ネオの申し出は正直、嬉しかった。昨日のザキハの話を聞くに、自分の思っていた以上に厄介なことが山積みなような気がしたからだ。腰帯の謎など最たる物で、一人では解ける気がしない。


「そうだな、黄金都市も見付けたら分かち合おうぜ!」

「じゃあ、腰帯はダヒルが着けててよ」

「マジかよ。汚したらザキハのじいさんに殺されかねねぇから嫌なんだけど」

「罪深き者じゃなきゃ辿り着けないって書いてるからさ」

「罪深かねぇよ!俺の罪は図々しくお前に世話になってる事くらいだよ」


ダヒルは一人で行こうとしてたし、自分で持って行く予定だったから良いけど、などとブツクサ言いながら腰帯を身に着けた。


「鳥は今どうなってっかな。もしかしてもう誰かに捕まってっかも…」

「王都にも組合(ギルド)の合同屋舎がある。そこで依頼が見られるから行ってみよう」


二人は二番街にある組合の合同屋舎に向かった。黄金の鳥の情報を確認するためだ。

どんな職にも大抵組合があって、生産や物流の均衡を保っている。

専門職に就かない者は組合の職員を目指す事が多い。

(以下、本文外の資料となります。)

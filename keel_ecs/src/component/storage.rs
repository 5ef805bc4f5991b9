//! Dense storage for **components** of ECS.

use std::any::Any;
use std::ops::{Index, IndexMut};

use crate::config::DEFAULT_MAX_ENTITIES;
use crate::{Entity, Error, Result};

use super::{Component, ComponentArray};

/// Storage for statically typed components of ECS.
///
/// Components are packed into a contiguous array without holes,
/// while sparse table maps each entity to the position of its component.
/// Both insertion and removal are O(1).
///
pub struct ComponentStorage<T>
where
    T: Component,
{
    /// Components are actually stored here.
    components: Vec<T>,
    entity_to_index: Box<[Option<usize>]>,
    index_to_entity: Vec<Entity>,
}

impl<T> ComponentStorage<T>
where
    T: Component,
{
    /// Creates an empty component storage for entities in range `0..max_entities`.
    pub fn with_capacity(max_entities: usize) -> Self {
        Self {
            components: Vec::with_capacity(max_entities),
            entity_to_index: vec![None; max_entities].into_boxed_slice(),
            index_to_entity: Vec::with_capacity(max_entities),
        }
    }

    /// Inserts component and attaches it to the entity.
    ///
    /// # Errors
    ///
    /// An error is returned if component was already attached to the entity
    /// or if the entity is out of range of this storage.
    ///
    pub fn insert(&mut self, entity: Entity, component: T) -> Result<()> {
        let capacity = self.entity_to_index.len();
        let slot = self
            .entity_to_index
            .get_mut(entity.index())
            .ok_or(Error::EntityOutOfRange { entity, capacity })?;
        if slot.is_some() {
            return Err(Error::AlreadyExists {
                entity,
                kind: T::KIND,
            });
        }
        *slot = Some(self.components.len());
        self.index_to_entity.push(entity);
        self.components.push(component);
        Ok(())
    }

    /// Removes component and detaches it from the entity.
    ///
    /// Last component of the storage is moved into the freed position,
    /// so positions of other components may change.
    ///
    /// Returns component that was attached to the entity.
    ///
    pub fn remove(&mut self, entity: Entity) -> Result<T> {
        let index = self.index_of(entity)?;
        Ok(self.remove_at(entity, index))
    }

    /// Returns `true` if component was already attached to the entity.
    pub fn attached(&self, entity: Entity) -> bool {
        self.index_of(entity).is_ok()
    }

    /// Retrieves an immutable reference to component attached to the entity.
    pub fn get(&self, entity: Entity) -> Result<&T> {
        let index = self.index_of(entity)?;
        Ok(&self.components[index])
    }

    /// Retrieves a mutable reference to component attached to the entity.
    pub fn get_mut(&mut self, entity: Entity) -> Result<&mut T> {
        let index = self.index_of(entity)?;
        Ok(&mut self.components[index])
    }

    /// Count of components in this storage.
    pub fn len(&self) -> usize {
        self.components.len()
    }

    pub fn is_empty(&self) -> bool {
        self.components.is_empty()
    }

    /// Returns immutable iterator over all components with their entities.
    pub fn iter(&self) -> impl Iterator<Item = (Entity, &T)> {
        self.index_to_entity
            .iter()
            .copied()
            .zip(self.components.iter())
    }

    /// Returns mutable iterator over all components with their entities.
    pub fn iter_mut(&mut self) -> impl Iterator<Item = (Entity, &mut T)> {
        self.index_to_entity
            .iter()
            .copied()
            .zip(self.components.iter_mut())
    }

    /// Entities which have component of this type, in the order of their components.
    pub fn entities(&self) -> &[Entity] {
        &self.index_to_entity
    }

    /// All components of this storage packed together.
    pub fn components(&self) -> &[T] {
        &self.components
    }

    pub fn components_mut(&mut self) -> &mut [T] {
        &mut self.components
    }

    /// Entity must own the component at `index`.
    fn remove_at(&mut self, entity: Entity, index: usize) -> T {
        let component = self.components.swap_remove(index);
        self.index_to_entity.swap_remove(index);
        if let Some(moved) = self.index_to_entity.get(index) {
            self.entity_to_index[moved.index()] = Some(index);
        }
        self.entity_to_index[entity.index()] = None;
        component
    }

    fn index_of(&self, entity: Entity) -> Result<usize> {
        self.entity_to_index
            .get(entity.index())
            .copied()
            .flatten()
            .ok_or(Error::NotFound {
                entity,
                kind: T::KIND,
            })
    }
}

impl<T> Default for ComponentStorage<T>
where
    T: Component,
{
    fn default() -> Self {
        Self::with_capacity(DEFAULT_MAX_ENTITIES)
    }
}

impl<T> ComponentArray for ComponentStorage<T>
where
    T: Component,
{
    fn entity_destroyed(&mut self, entity: Entity) {
        if let Ok(index) = self.index_of(entity) {
            self.remove_at(entity, index);
        }
    }

    fn len(&self) -> usize {
        self.components.len()
    }

    fn component_name(&self) -> &'static str {
        std::any::type_name::<T>()
    }

    fn as_any(&self) -> &dyn Any {
        self
    }

    fn as_any_mut(&mut self) -> &mut dyn Any {
        self
    }
}

impl<T> IntoIterator for ComponentStorage<T>
where
    T: Component,
{
    type Item = (Entity, T);
    type IntoIter = std::iter::Zip<std::vec::IntoIter<Entity>, std::vec::IntoIter<T>>;

    fn into_iter(self) -> Self::IntoIter {
        self.index_to_entity.into_iter().zip(self.components)
    }
}

impl<T> Index<Entity> for ComponentStorage<T>
where
    T: Component,
{
    type Output = T;

    fn index(&self, entity: Entity) -> &Self::Output {
        self.get(entity)
            .expect("there is no component attached to the entity")
    }
}

impl<T> IndexMut<Entity> for ComponentStorage<T>
where
    T: Component,
{
    fn index_mut(&mut self, entity: Entity) -> &mut Self::Output {
        self.get_mut(entity)
            .expect("there is no component attached to the entity")
    }
}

ネオの両親も組合の職員だ。父は製品商業組合の会計事務、母は素材仲卸組合の受付をしている。

組合は仕事の紹介もしており、大きな都市には出先の窓口が設けられている。王都には、そんな各組合の窓口が一つの建物に集約されている場所がある。合同屋舎と呼ばれる建物だ。

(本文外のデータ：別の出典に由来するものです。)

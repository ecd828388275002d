//! Network transport seam.

use std::fs::File;
use std::io::{Read, Write};
use std::path::Path;

use crate::error::{DatasetError, Result};

/// Progress sink invoked with `(bytes_written, bytes_expected)`.
///
/// `bytes_expected` is `None` when the remote end does not announce a size.
pub type ProgressSink<'a> = &'a mut dyn FnMut(u64, Option<u64>);

/// Performs the byte transfer for a single remote resource.
///
/// Implementations write the complete payload to `dest` and report progress
/// zero or more times before returning. They do not retry and expose no
/// cancellation; a started transfer runs to completion or failure.
pub trait Transport: Send + Sync {
    /// Transfer `uri` to the local file `dest`.
    ///
    /// # Errors
    ///
    /// A network error when the transfer fails or is interrupted; a storage
    /// error when `dest` cannot be written.
    fn download(&self, uri: &str, dest: &Path, on_progress: ProgressSink<'_>) -> Result<()>;
}

const USER_AGENT: &str = concat!("acopiar/", env!("CARGO_PKG_VERSION"));
const CHUNK_SIZE: usize = 64 * 1024;

/// HTTP(S) GET transport over a blocking client.
pub struct HttpTransport {
    client: reqwest::blocking::Client,
}

impl HttpTransport {
    /// Create the transport with its HTTP client.
    ///
    /// # Errors
    ///
    /// Returns a network error when the client cannot be initialized.
    pub fn new() -> Result<Self> {
        let client = reqwest::blocking::Client::builder()
            .user_agent(USER_AGENT)
            .build()
            .map_err(|e| DatasetError::Network {
                uri: String::new(),
                message: format!("failed to initialize HTTP client: {e}"),
            })?;

        Ok(Self { client })
    }
}

impl Transport for HttpTransport {
    fn download(&self, uri: &str, dest: &Path, on_progress: ProgressSink<'_>) -> Result<()> {
        let response = self
            .client
            .get(uri)
            .send()
            .and_then(reqwest::blocking::Response::error_for_status)
            .map_err(|e| DatasetError::network(uri, format!("GET {uri} failed: {e}")))?;

        let expected = response.content_length();
        let mut reader = response;
        let mut file = File::create(dest).map_err(|e| DatasetError::storage(dest, e))?;
        let mut buf = vec![0u8; CHUNK_SIZE];
        let mut written: u64 = 0;

        loop {
            let n = reader
                .read(&mut buf)
                .map_err(|e| DatasetError::network(uri, format!("transfer of {uri} interrupted: {e}")))?;
            if n == 0 {
                break;
            }
            file.write_all(&buf[..n]).map_err(|e| DatasetError::storage(dest, e))?;
            written += n as u64;
            on_progress(written, expected);
        }

        Ok(())
    }
}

古い物件を利用している為、綺麗ではないが、それなりに広い。外見も煤けた灰色でとても地味だ。


稼業紹介組合窓口の依頼掲示板には様々な依頼が書かれた板が打ち付けられている。黄金の鳥関係の物はあいも変わらず、懸賞金の額を各州の領主が牽制し合っている。未だ捕獲もされていない様子だ。最初の目撃から約ひと月。初めは常識的だった懸賞金も、今では二番街の土地が購入出来る程の値が付いている。また、沸騰しているのは懸賞金ばかりではなかった。

中々捕まらない黄金の鳥を神聖化している人達もちらほら居るという。